As usual, I've been spending most of my South by Southwest Interactive conference hanging out and chatting with interesting people. On Sunday afternoon, I did so with Chi-Hua Chien, a partner at venture-capital firm Kleiner, Perkins, Caufield and Byers; Logan Green, co-founder and CEO of ride-sharing services ZimRide and Lyft; and Bo Fishback, co-founder and CEO of local marketplace Zaarly.
And the only thing which made this engaging conversation different from any of the other ones I've had this year in Austin was that we were having it on a stage in front of a large ballroom full of conference attendees.

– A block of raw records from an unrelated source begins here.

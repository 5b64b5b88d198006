//! CSV ingestion: turn an export file into ordered [`Record`]s.
//!
//! Exports from different tools name their columns differently, so each
//! logical column is picked from a list of candidate header names (exact
//! match first, then case-insensitive). Rows whose timestamp is missing or
//! unparseable are skipped and counted rather than failing the file.

use crate::error::ExportError;
use chrono::{DateTime, NaiveDate, NaiveDateTime};
use once_cell::sync::Lazy;
use regex::Regex;
use serde::{Deserialize, Serialize};
use std::path::Path;
use tracing::{debug, info};

const CAND_CREATED_AT: &[&str] = &["Created At", "created_at", "Date", "date", "Time", "time"];
const CAND_TEXT: &[&str] = &["Text", "text", "Full Text", "full_text", "Content", "content"];
const CAND_LINK: &[&str] = &["Tweet URL", "tweet_url", "URL", "url", "Link", "link"];
const CAND_MEDIA: &[&str] = &["media_urls", "Media URLs", "media", "images", "image_urls"];
const CAND_ID: &[&str] = &["ID", "id"];

static RE_MEDIA_SPLIT: Lazy<Regex> = Lazy::new(|| Regex::new(r"[\r\n]+|[;,]\s*").unwrap());
static RE_UNSAFE_ID: Lazy<Regex> = Lazy::new(|| Regex::new(r"[^A-Za-z0-9_.-]+").unwrap());

/// One timestamped post from the CSV.
#[derive(Debug, Clone, PartialEq, Eq, Serialize, Deserialize)]
pub struct Record {
    pub id: String,
    pub created_at: NaiveDateTime,
    pub text: String,
    pub link: String,
    /// Absolute http/https URLs in the order they appear in the cell.
    pub media_urls: Vec<String>,
}

/// Records read from a CSV plus how many rows were dropped.
#[derive(Debug, Clone, Default)]
pub struct Ingested {
    pub records: Vec<Record>,
    pub skipped_rows: usize,
}

/// Read and parse the CSV at `path`.
pub fn read_records(path: &Path) -> Result<Ingested, ExportError> {
    if !path.exists() {
        return Err(ExportError::CsvNotFound {
            path: path.to_path_buf(),
        });
    }

    let reader = csv::ReaderBuilder::new()
        .flexible(true)
        .from_path(path)
        .map_err(|e| ExportError::CsvRead {
            path: path.to_path_buf(),
            detail: e.to_string(),
        })?;

    let ingested = parse_records(reader, path)?;
    info!(
        "Read {} records from {} ({} rows skipped)",
        ingested.records.len(),
        path.display(),
        ingested.skipped_rows
    );
    Ok(ingested)
}

/// Parse records from any CSV reader. `origin` is only used in errors.
pub fn parse_records<R: std::io::Read>(
    mut reader: csv::Reader<R>,
    origin: &Path,
) -> Result<Ingested, ExportError> {
    let csv_err = |e: csv::Error| ExportError::CsvRead {
        path: origin.to_path_buf(),
        detail: e.to_string(),
    };

    let header: Vec<String> = reader
        .headers()
        .map_err(csv_err)?
        .iter()
        .map(|h| h.trim_start_matches('\u{feff}').to_string())
        .collect();

    let (col_dt, col_text, col_link) = match (
        pick_column(&header, CAND_CREATED_AT),
        pick_column(&header, CAND_TEXT),
        pick_column(&header, CAND_LINK),
    ) {
        (Some(d), Some(t), Some(l)) => (d, t, l),
        _ => return Err(ExportError::MissingColumns { header }),
    };
    let col_media = pick_column(&header, CAND_MEDIA);
    let col_id = pick_column(&header, CAND_ID);

    let mut out = Ingested::default();
    for (line, row) in reader.records().enumerate() {
        let row = row.map_err(csv_err)?;
        let cell = |idx: usize| row.get(idx).unwrap_or("");

        let dt_raw = cell(col_dt).trim();
        let created_at = match parse_datetime(dt_raw) {
            Some(dt) => dt,
            None => {
                debug!("Skipping row {}: unparseable date {:?}", line + 2, dt_raw);
                out.skipped_rows += 1;
                continue;
            }
        };

        let link = cell(col_link).trim().to_string();
        let raw_id = col_id
            .map(|i| cell(i).trim().to_string())
            .filter(|s| !s.is_empty())
            .unwrap_or_else(|| {
                let tail = link.trim_end_matches('/').rsplit('/').next();
                tail.unwrap_or("").to_string()
            });

        out.records.push(Record {
            id: safe_record_id(&raw_id),
            created_at,
            text: unescape_html(cell(col_text)),
            link,
            media_urls: col_media.map(|i| split_media_urls(cell(i))).unwrap_or_default(),
        });
    }

    Ok(out)
}

/// Index of the first header matching a candidate, exact before case-insensitive.
fn pick_column(header: &[String], candidates: &[&str]) -> Option<usize> {
    candidates
        .iter()
        .find_map(|c| header.iter().position(|h| h.trim() == *c))
        .or_else(|| {
            candidates.iter().find_map(|c| {
                header
                    .iter()
                    .position(|h| h.trim().eq_ignore_ascii_case(c))
            })
        })
}

/// Parse the timestamp formats seen in exports.
///
/// `YYYY-MM-DD HH:MM:SS`, `YYYY-MM-DD HH:MM`, `YYYY-MM-DD` (midnight), then
/// ISO-8601 with `T` separator or an RFC 3339 offset (kept as wall time).
pub fn parse_datetime(raw: &str) -> Option<NaiveDateTime> {
    let s = raw.trim();
    if s.is_empty() {
        return None;
    }
    for fmt in ["%Y-%m-%d %H:%M:%S", "%Y-%m-%d %H:%M"] {
        if let Ok(dt) = NaiveDateTime::parse_from_str(s, fmt) {
            return Some(dt);
        }
    }
    if let Ok(d) = NaiveDate::parse_from_str(s, "%Y-%m-%d") {
        return d.and_hms_opt(0, 0, 0);
    }
    if let Ok(dt) = DateTime::parse_from_rfc3339(s) {
        return Some(dt.naive_local());
    }
    for fmt in ["%Y-%m-%dT%H:%M:%S%.f", "%Y-%m-%dT%H:%M"] {
        if let Ok(dt) = NaiveDateTime::parse_from_str(s, fmt) {
            return Some(dt);
        }
    }
    None
}

/// Split a media cell on newlines, commas or semicolons, keeping http(s) URLs.
pub fn split_media_urls(cell: &str) -> Vec<String> {
    let cell = cell.trim();
    if cell.is_empty() {
        return Vec::new();
    }
    RE_MEDIA_SPLIT
        .split(cell)
        .map(str::trim)
        .filter(|p| p.starts_with("http://") || p.starts_with("https://"))
        .map(str::to_string)
        .collect()
}

fn safe_record_id(raw: &str) -> String {
    let cleaned = RE_UNSAFE_ID.replace_all(raw.trim(), "_");
    let truncated: String = cleaned.chars().take(80).collect();
    let trimmed = truncated.trim_matches(|c| c == '.' || c == '_');
    if trimmed.is_empty() {
        "tweet".to_string()
    } else {
        trimmed.to_string()
    }
}

/// Decode HTML character references (named and numeric) left in exported text.
pub fn unescape_html(text: &str) -> String {
    html_escape::decode_html_entities(text).into_owned()
}

#[cfg(test)]
mod tests {
    use super::*;

    fn parse(csv_text: &str) -> Result<Ingested, ExportError> {
        let reader = csv::ReaderBuilder::new()
            .flexible(true)
            .from_reader(csv_text.as_bytes());
        parse_records(reader, Path::new("test.csv"))
    }

    #[test]
    fn parses_standard_columns() {
        let got = parse(
            "Created At,Text,Tweet URL,media_urls\n\
             2024-01-02 03:04:05,hello &amp; bye,https://x.com/u/status/123,\"https://pbs.twimg.com/a.jpg\nhttps://pbs.twimg.com/b.jpg\"\n",
        )
        .unwrap();
        assert_eq!(got.records.len(), 1);
        let r = &got.records[0];
        assert_eq!(r.id, "123");
        assert_eq!(r.text, "hello & bye");
        assert_eq!(r.created_at.to_string(), "2024-01-02 03:04:05");
        assert_eq!(
            r.media_urls,
            vec!["https://pbs.twimg.com/a.jpg", "https://pbs.twimg.com/b.jpg"]
        );
    }

    #[test]
    fn case_insensitive_headers_and_id_column() {
        let got = parse("DATE,FULL_TEXT,LINK,ID\n2024-05-06,hi,https://x/1,abc/def\n").unwrap();
        let r = &got.records[0];
        assert_eq!(r.id, "abc_def");
        assert_eq!(r.created_at.to_string(), "2024-05-06 00:00:00");
        assert!(r.media_urls.is_empty());
    }

    #[test]
    fn missing_required_column_is_error() {
        let err = parse("date,text\n2024-01-01,x\n").unwrap_err();
        assert!(matches!(err, ExportError::MissingColumns { .. }));
    }

    #[test]
    fn bad_dates_are_skipped_and_counted() {
        let got = parse(
            "date,text,url\n\
             ,empty,https://x/1\n\
             yesterday,bad,https://x/2\n\
             2024-01-01T10:00:00Z,ok,https://x/3\n",
        )
        .unwrap();
        assert_eq!(got.records.len(), 1);
        assert_eq!(got.skipped_rows, 2);
        assert_eq!(got.records[0].text, "ok");
    }

    #[test]
    fn datetime_formats() {
        assert!(parse_datetime("2024-01-02 03:04").is_some());
        assert!(parse_datetime("2024-01-02T03:04:05.123").is_some());
        assert!(parse_datetime("2024-01-02T03:04:05+08:00").is_some());
        assert!(parse_datetime("02/01/2024").is_none());
    }

    #[test]
    fn media_cell_splitting() {
        assert_eq!(
            split_media_urls("https://a/1.jpg; https://a/2.jpg,ftp://no, junk ,http://a/3.png"),
            vec!["https://a/1.jpg", "https://a/2.jpg", "http://a/3.png"]
        );
        assert!(split_media_urls("  ").is_empty());
    }

    #[test]
    fn record_id_sanitised() {
        assert_eq!(safe_record_id("..__"), "tweet");
        assert_eq!(safe_record_id("a b/c"), "a_b_c");
        assert_eq!(safe_record_id(&"x".repeat(200)).len(), 80);
    }

    #[test]
    fn entities_decoded() {
        assert_eq!(unescape_html("&lt;b&gt; &#39;q&#x27; &unknown;"), "<b> 'q' &unknown;");
    }

    #[test]
    fn named_entities_beyond_the_basic_set_decode() {
        assert_eq!(
            unescape_html("wait&hellip; 2020&ndash;2024 &mdash; &copy; &eacute;t&eacute;"),
            "wait\u{2026} 2020\u{2013}2024 \u{2014} \u{a9} \u{e9}t\u{e9}"
        );
    }

    #[test]
    fn nonexistent_file_is_not_found() {
        let err = read_records(Path::new("/definitely/not/here.csv")).unwrap_err();
        assert!(matches!(err, ExportError::CsvNotFound { .. }));
    }
}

Our panel was titled “Mobile Disruption & the Rise of the Local Web,” and the subject was services which, like Lyft and Zaarly, involve commerce between local individuals — and which are designed primarily for phones and other mobile gadgets rather than PC browsers. (Another excellent example, which kept coming up during our discussion, is person-to-person lodging rental service Airbnb.)

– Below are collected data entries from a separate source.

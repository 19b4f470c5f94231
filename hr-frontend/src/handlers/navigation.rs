use axum::{Extension, Json};

use crate::access::{visible_navigation, NavEntry};
use crate::models::AccessContext;

/// Menu entries the caller may open.
///
/// GET /api/navigation
pub async fn get_navigation(Extension(access): Extension<AccessContext>) -> Json<Vec<NavEntry>> {
    Json(visible_navigation(&access))
}
use hr_frontend::access::{
    has_feature, has_permission, is_subsection_full_access, PermissionResolver, HR_CATALOG,
};
use hr_frontend::models::{FeatureToggles, PermissionSet, User};

fn set(codes: &[&str]) -> PermissionSet {
    codes.iter().copied().collect()
}

fn resolver() -> PermissionResolver<'static> {
    PermissionResolver::new(&HR_CATALOG)
}

fn group(module_name: &str) -> Vec<&'static str> {
    HR_CATALOG
        .subsection(module_name)
        .expect("subsection exists")
        .codes()
        .collect()
}

#[test]
fn enabling_a_group_twice_equals_once() {
    let resolver = resolver();
    for subsection in HR_CATALOG.subsections() {
        let codes: Vec<&str> = subsection.codes().collect();
        for start in [set(&[]), set(&["RDM"]), set(&["GCON", "CIN"])] {
            let once = resolver.toggle_group(&start, true, codes.iter().copied());
            let twice = resolver.toggle_group(&once, true, codes.iter().copied());
            assert_eq!(once, twice, "group {}", subsection.module_name);
        }
    }
}

#[test]
fn group_toggle_drives_full_access_predicate() {
    let resolver = resolver();
    for subsection in HR_CATALOG.subsections() {
        let codes: Vec<&str> = subsection.codes().collect();

        let enabled = resolver.toggle_group(&set(&[]), true, codes.iter().copied());
        assert!(is_subsection_full_access(&enabled, codes.iter().copied()));

        let disabled = resolver.toggle_group(&enabled, false, codes.iter().copied());
        assert!(
            !is_subsection_full_access(&disabled, codes.iter().copied()),
            "group {} still full after disable",
            subsection.module_name
        );
    }
}

#[test]
fn removing_dependent_drops_unused_requirement() {
    let result = resolver().toggle_single(&set(&["CIN", "GCON"]), "CIN");
    assert_eq!(result, set(&[]));
}

#[test]
fn full_contract_group_keeps_contract_read() {
    let resolver = resolver();

    let start = set(&["CIN", "CCON", "UCON", "DCON", "GCON", "RCLI"]);
    let result = resolver.toggle_single(&start, "CIN");
    assert_eq!(result, set(&["CCON", "UCON", "DCON", "GCON", "RCLI"]));

    let partial = set(&["CIN", "CCON", "GCON", "RCLI"]);
    let result = resolver.toggle_single(&partial, "CIN");
    assert_eq!(result, set(&["CCON", "RCLI"]));
}

#[test]
fn contract_read_survives_invoice_group_disable_under_full_contract_group() {
    let resolver = resolver();
    let contracts = resolver.toggle_group(&set(&[]), true, group("Contracts"));
    let with_invoices = resolver.toggle_group(&contracts, true, group("Contract Invoices"));

    let result = resolver.toggle_group(&with_invoices, false, group("Contract Invoices"));
    assert!(result.contains("GCON"));
    assert!(resolver.is_full_access(&result, "Contracts"));
}

#[test]
fn granting_pulls_in_direct_requirements() {
    let result = resolver().toggle_single(&set(&[]), "CPRO");
    assert_eq!(result, set(&["CPRO", "RPRO", "RCLI"]));
}

#[test]
fn role_management_implies_organization_read() {
    let resolver = resolver();
    let start = set(&["CRORG"]);

    assert!(resolver.toggle_single(&start, "CEMP").contains("RORG"));
    assert!(resolver.toggle_single(&start, "NOPE").contains("RORG"));
    assert!(resolver.toggle_group(&start, true, group("Loans")).contains("RORG"));
    assert!(resolver.toggle_group(&start, false, group("Loans")).contains("RORG"));

    // Revoking the read permission directly is undone by the same pass
    let with_read = set(&["URORG", "RORG"]);
    assert!(resolver.toggle_single(&with_read, "RORG").contains("RORG"));
}

#[test]
fn access_gate_fails_closed() {
    assert!(!has_permission(None, "ANYTHING"));

    let no_roles = User {
        employee_id: "E-0".to_string(),
        roles: vec![],
    };
    assert!(!has_permission(Some(&no_roles), "ANYTHING"));
    assert!(!has_feature(&FeatureToggles::default(), "MISSING_KEY"));
}

#[test]
fn default_permission_cannot_be_revoked() {
    let resolver = resolver();
    let start = set(&["RDM", "CDM"]);

    assert_eq!(resolver.toggle_single(&start, "RDM"), start);

    let disabled = resolver.toggle_group(&start, false, group("Manage Own Documents"));
    assert!(disabled.contains("RDM"));
}

#[test]
fn unknown_code_is_ignored() {
    let start = set(&["REMP"]);
    assert_eq!(resolver().toggle_single(&start, "XYZ"), start);
    assert_eq!(resolver().toggle_single(&start, ""), start);
}

#[test]
fn own_documents_group_round_trip_from_defaults() {
    let resolver = resolver();
    let defaults = HR_CATALOG.defaults().clone();
    assert_eq!(defaults, set(&["RDM"]));

    let documents = group("Manage Own Documents");
    let enabled = resolver.toggle_group(&defaults, true, documents.iter().copied());
    assert_eq!(enabled, set(&["RDM", "CDM", "DDM", "UDM"]));
    assert!(resolver.is_full_access(&enabled, "Manage Own Documents"));

    let disabled = resolver.toggle_group(&enabled, false, documents.iter().copied());
    assert_eq!(disabled, set(&["RDM"]));
    assert!(!resolver.is_full_access(&disabled, "Manage Own Documents"));
}

#[test]
fn single_toggle_round_trips() {
    let resolver = resolver();
    let start = set(&["RDM"]);
    for code in ["CEMP", "ALN", "CPRO", "UREV", "CAPP"] {
        let granted = resolver.toggle_single(&start, code);
        assert!(granted.contains(code));
        assert_eq!(resolver.toggle_single(&granted, code), start, "code {}", code);
    }
}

We talked about how these services differ from their predecessors designed for old-school browsers; how Lyft and Zaarly are rolling, out local community by local community; and the challenges of building a business when entrenched competitors don’t like you and laws were never designed with you in mind.
I'd tell you more, but the only downside of moderating an absorbing panel is that it's, well, absorbing — and you really can't take notes to jog your memory later. So after our talk concluded and the final audience members were done peppering Chien, Green and Fishback with questions, I headed to Twitter to check out the tweets which the panel had inspired.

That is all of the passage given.